Saved entries
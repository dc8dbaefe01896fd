use crate::builders::Workbench;
use crate::framework::StagedBuilder;
use crate::model::{Car, CarSpec};

/// Staged builder whose fixed values come from a [`CarSpec`] chosen at construction.
///
/// Like the preset builders, its staging steps take no input. The difference is only
/// where the fixed values come from, which lets callers define new car models as data.
#[derive(Debug)]
pub struct CustomBuilder {
    spec: CarSpec,
    bench: Workbench,
}

impl CustomBuilder {
    pub fn new(spec: CarSpec) -> Self {
        Self {
            spec,
            bench: Workbench::new(),
        }
    }

    /// The values this builder stages.
    pub fn spec(&self) -> &CarSpec {
        &self.spec
    }
}

impl From<CarSpec> for CustomBuilder {
    fn from(spec: CarSpec) -> Self {
        Self::new(spec)
    }
}

impl StagedBuilder for CustomBuilder {
    fn build_engine(&mut self) {
        self.bench.set_engine(self.spec.engine.clone());
    }

    fn build_wheels(&mut self) {
        self.bench.set_wheels(self.spec.wheels);
    }

    fn build_color(&mut self) {
        self.bench.set_color(self.spec.color.clone());
    }

    fn finalize(&self) -> Car {
        self.bench.snapshot()
    }

    /// Clears the staged parts. The spec is kept, so staging again yields the same car.
    fn reset(&mut self) {
        self.bench.clear();
    }
}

- **Work instruction**: Within the entries above, count the lines that include "StagedBuilder". The answer is that number alone.

- **Written response**: 2